- _EXERCISE_
Filter the entries for the word "flush". Copy each line that has it.

- _INFORMATION PROVIDED_
━━━━━━━━
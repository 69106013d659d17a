//! Write-Ahead Log (WAL) for durability guarantees
//!
//! Every mutation is persisted here before it is applied to the in-memory
//! collections. On open, entries written since the last snapshot are replayed.
//!
//! Format per entry:
//! - length: u32 (4 bytes)
//! - data: [u8; length] (bincode-serialized Mutation)
//! - crc: u32 (4 bytes, CRC32 of length + data)

use crate::storage::error::{StorageError, StorageResult};
use crate::storage::types::Mutation;
use std::fs::{File, OpenOptions};
use std::io::{BufReader, BufWriter, Read, Write};
use std::path::{Path, PathBuf};

/// Largest accepted entry payload
const MAX_ENTRY_SIZE: usize = 4 * 1024 * 1024;

/// Sync strategy for WAL writes
#[derive(Debug, Clone, Copy, PartialEq, Eq, Default)]
pub enum WalSyncMode {
    /// Fsync after every write (safest, slowest)
    EveryWrite,
    /// Fsync in batches (balanced)
    #[default]
    Batched,
    /// No fsync, rely on OS (fastest, risk of loss)
    None,
}

impl std::str::FromStr for WalSyncMode {
    type Err = StorageError;

    fn from_str(s: &str) -> Result<Self, Self::Err> {
        match s.to_lowercase().as_str() {
            "every_write" | "always" => Ok(WalSyncMode::EveryWrite),
            "batched" => Ok(WalSyncMode::Batched),
            "none" => Ok(WalSyncMode::None),
            other => Err(StorageError::WalError(format!("Unknown sync mode: {}", other))),
        }
    }
}

/// Write-Ahead Log for durability
pub struct WriteAheadLog {
    writer: BufWriter<File>,
    path: PathBuf,
    entry_count: u64,
    bytes_since_sync: usize,
    sync_mode: WalSyncMode,
    /// Batch sync threshold (bytes)
    sync_threshold: usize,
}

impl WriteAheadLog {
    /// Open or create a WAL file
    pub fn open(path: impl AsRef<Path>, sync_mode: WalSyncMode) -> StorageResult<Self> {
        let path = path.as_ref().to_path_buf();

        if let Some(parent) = path.parent() {
            std::fs::create_dir_all(parent)?;
        }

        let file = OpenOptions::new()
            .create(true)
            .read(true)
            .append(true)
            .open(&path)?;

        let entry_count = Self::count_entries(&path)?;

        Ok(Self {
            writer: BufWriter::new(file),
            path,
            entry_count,
            bytes_since_sync: 0,
            sync_mode,
            sync_threshold: 64 * 1024,
        })
    }

    /// Count entries in existing WAL (for recovery)
    fn count_entries(path: &Path) -> StorageResult<u64> {
        if !path.exists() {
            return Ok(0);
        }

        let file = File::open(path)?;
        let mut reader = BufReader::new(file);
        let mut count = 0u64;

        loop {
            match Self::read_entry_from(&mut reader) {
                Ok(Some(_)) => count += 1,
                Ok(None) => break,
                Err(e) => {
                    tracing::warn!("WAL corruption at entry {}: {}", count, e);
                    break;
                }
            }
        }

        Ok(count)
    }

    /// Append a mutation to the WAL
    pub fn append(&mut self, mutation: &Mutation) -> StorageResult<()> {
        self.write_entry(mutation)?;
        self.maybe_sync()
    }

    /// Append multiple mutations, syncing once
    pub fn append_batch(&mut self, mutations: &[Mutation]) -> StorageResult<()> {
        for mutation in mutations {
            self.write_entry(mutation)?;
        }
        self.maybe_sync()
    }

    fn write_entry(&mut self, mutation: &Mutation) -> StorageResult<()> {
        let data = bincode::serialize(mutation)?;
        if data.len() > MAX_ENTRY_SIZE {
            return Err(StorageError::WalError(format!(
                "Entry length too large: {}",
                data.len()
            )));
        }

        let len_bytes = (data.len() as u32).to_le_bytes();
        let mut hasher = crc32fast::Hasher::new();
        hasher.update(&len_bytes);
        hasher.update(&data);
        let crc = hasher.finalize();

        // Write: length (4) + data (N) + crc (4)
        self.writer.write_all(&len_bytes)?;
        self.writer.write_all(&data)?;
        self.writer.write_all(&crc.to_le_bytes())?;

        self.entry_count += 1;
        self.bytes_since_sync += 8 + data.len();
        Ok(())
    }

    /// Conditionally sync based on mode and threshold
    fn maybe_sync(&mut self) -> StorageResult<()> {
        match self.sync_mode {
            WalSyncMode::EveryWrite => {
                self.sync()?;
            }
            WalSyncMode::Batched => {
                if self.bytes_since_sync >= self.sync_threshold {
                    self.sync()?;
                } else {
                    self.writer.flush()?;
                }
            }
            WalSyncMode::None => {
                self.writer.flush()?;
            }
        }
        Ok(())
    }

    /// Force sync to disk
    pub fn sync(&mut self) -> StorageResult<()> {
        self.writer.flush()?;
        self.writer.get_ref().sync_all()?;
        self.bytes_since_sync = 0;
        Ok(())
    }

    /// Read all entries for recovery
    pub fn recover(&self) -> StorageResult<Vec<Mutation>> {
        let file = File::open(&self.path)?;
        let mut reader = BufReader::new(file);
        let mut mutations = Vec::new();

        loop {
            match Self::read_entry_from(&mut reader) {
                Ok(Some(mutation)) => mutations.push(mutation),
                Ok(None) => break,
                Err(e) => {
                    tracing::warn!("WAL recovery stopped at entry {}: {}", mutations.len(), e);
                    break;
                }
            }
        }

        Ok(mutations)
    }

    /// Read a single entry from a reader
    fn read_entry_from<R: Read>(reader: &mut R) -> StorageResult<Option<Mutation>> {
        let mut len_buf = [0u8; 4];
        match reader.read_exact(&mut len_buf) {
            Ok(_) => {}
            Err(e) if e.kind() == std::io::ErrorKind::UnexpectedEof => return Ok(None),
            Err(e) => return Err(e.into()),
        }
        let len = u32::from_le_bytes(len_buf) as usize;

        if len > MAX_ENTRY_SIZE {
            return Err(StorageError::WalError(format!(
                "Entry length too large: {}",
                len
            )));
        }

        let mut data = vec![0u8; len];
        reader.read_exact(&mut data)?;

        let mut crc_buf = [0u8; 4];
        reader.read_exact(&mut crc_buf)?;
        let stored_crc = u32::from_le_bytes(crc_buf);

        let mut hasher = crc32fast::Hasher::new();
        hasher.update(&len_buf);
        hasher.update(&data);
        let computed_crc = hasher.finalize();

        if stored_crc != computed_crc {
            return Err(StorageError::Corruption(format!(
                "CRC mismatch: stored={}, computed={}",
                stored_crc, computed_crc
            )));
        }

        let mutation: Mutation = bincode::deserialize(&data)?;
        Ok(Some(mutation))
    }

    /// Truncate the WAL (after a successful snapshot)
    pub fn truncate(&mut self) -> StorageResult<()> {
        self.sync()?;

        let file = OpenOptions::new()
            .write(true)
            .truncate(true)
            .open(&self.path)?;
        file.sync_all()?;
        drop(file);

        self.writer = BufWriter::new(
            OpenOptions::new()
                .create(true)
                .append(true)
                .open(&self.path)?,
        );

        self.entry_count = 0;
        self.bytes_since_sync = 0;

        Ok(())
    }

    /// Get the number of entries in the WAL
    pub fn entry_count(&self) -> u64 {
        self.entry_count
    }

    /// Check if WAL has entries not yet covered by a snapshot
    pub fn has_pending(&self) -> bool {
        self.entry_count > 0
    }

    /// Get the file size
    pub fn file_size(&self) -> StorageResult<u64> {
        Ok(std::fs::metadata(&self.path)?.len())
    }
}

#[cfg(test)]
mod tests {
    use super::*;
    use crate::storage::types::{Document, Fields, Value};
    use std::io::{Seek, SeekFrom};
    use tempfile::tempdir;

    fn put(id: &str, title: &str) -> Mutation {
        let mut fields = Fields::new();
        fields.insert("title".to_string(), Value::from(title));
        Mutation::Put {
            collection: "reminders".to_string(),
            document: Document::new(id, fields),
        }
    }

    #[test]
    fn test_wal_basic_operations() {
        let dir = tempdir().unwrap();
        let wal_path = dir.path().join("test.wal");

        {
            let mut wal = WriteAheadLog::open(&wal_path, WalSyncMode::EveryWrite).unwrap();
            wal.append(&put("a", "Clearance")).unwrap();
            wal.append(&Mutation::Delete {
                collection: "reminders".to_string(),
                id: "a".to_string(),
            })
            .unwrap();
            assert_eq!(wal.entry_count(), 2);
        }

        {
            let wal = WriteAheadLog::open(&wal_path, WalSyncMode::EveryWrite).unwrap();
            let recovered = wal.recover().unwrap();

            assert_eq!(recovered.len(), 2);
            assert_eq!(recovered[0], put("a", "Clearance"));
            assert!(matches!(&recovered[1], Mutation::Delete { id, .. } if id == "a"));
        }
    }

    #[test]
    fn test_wal_truncate() {
        let dir = tempdir().unwrap();
        let wal_path = dir.path().join("test.wal");

        let mut wal = WriteAheadLog::open(&wal_path, WalSyncMode::EveryWrite).unwrap();
        for i in 0..10 {
            wal.append(&put(&format!("r{}", i), "x")).unwrap();
        }
        assert_eq!(wal.entry_count(), 10);

        wal.truncate().unwrap();
        assert_eq!(wal.entry_count(), 0);
        assert!(wal.recover().unwrap().is_empty());

        wal.append(&put("after", "y")).unwrap();
        assert_eq!(wal.recover().unwrap().len(), 1);
    }

    #[test]
    fn test_wal_batch_append() {
        let dir = tempdir().unwrap();
        let wal_path = dir.path().join("test.wal");

        let mut wal = WriteAheadLog::open(&wal_path, WalSyncMode::Batched).unwrap();
        let mutations: Vec<Mutation> = (0..100).map(|i| put(&format!("r{}", i), "x")).collect();

        wal.append_batch(&mutations).unwrap();
        wal.sync().unwrap();

        assert_eq!(wal.entry_count(), 100);
        assert_eq!(wal.recover().unwrap().len(), 100);
    }

    #[test]
    fn test_wal_crc_corruption_detection() {
        let dir = tempdir().unwrap();
        let wal_path = dir.path().join("test.wal");

        {
            let mut wal = WriteAheadLog::open(&wal_path, WalSyncMode::EveryWrite).unwrap();
            wal.append(&put("a", "Clearance")).unwrap();
        }

        {
            let mut file = OpenOptions::new().write(true).open(&wal_path).unwrap();
            file.seek(SeekFrom::Start(10)).unwrap();
            file.write_all(&[0xFF, 0xFF]).unwrap();
        }

        let wal = WriteAheadLog::open(&wal_path, WalSyncMode::EveryWrite).unwrap();
        assert!(wal.recover().unwrap().is_empty());
    }

    #[test]
    fn test_wal_persistence_across_opens() {
        let dir = tempdir().unwrap();
        let wal_path = dir.path().join("test.wal");

        {
            let mut wal = WriteAheadLog::open(&wal_path, WalSyncMode::EveryWrite).unwrap();
            for i in 0..5 {
                wal.append(&put(&format!("r{}", i), "x")).unwrap();
            }
        }

        {
            let mut wal = WriteAheadLog::open(&wal_path, WalSyncMode::EveryWrite).unwrap();
            assert_eq!(wal.entry_count(), 5);
            for i in 5..10 {
                wal.append(&put(&format!("r{}", i), "x")).unwrap();
            }
        }

        let wal = WriteAheadLog::open(&wal_path, WalSyncMode::EveryWrite).unwrap();
        assert_eq!(wal.entry_count(), 10);
        assert_eq!(wal.recover().unwrap().len(), 10);
    }

    #[test]
    fn test_sync_mode_parse() {
        assert_eq!("batched".parse::<WalSyncMode>().unwrap(), WalSyncMode::Batched);
        assert_eq!("every_write".parse::<WalSyncMode>().unwrap(), WalSyncMode::EveryWrite);
        assert!("sometimes".parse::<WalSyncMode>().is_err());
    }
}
━━━━━━━━
- _RESULT OF THIS EXERCISE_
                    self.writer.flush()?;
                self.writer.flush()?;
        self.writer.flush()?;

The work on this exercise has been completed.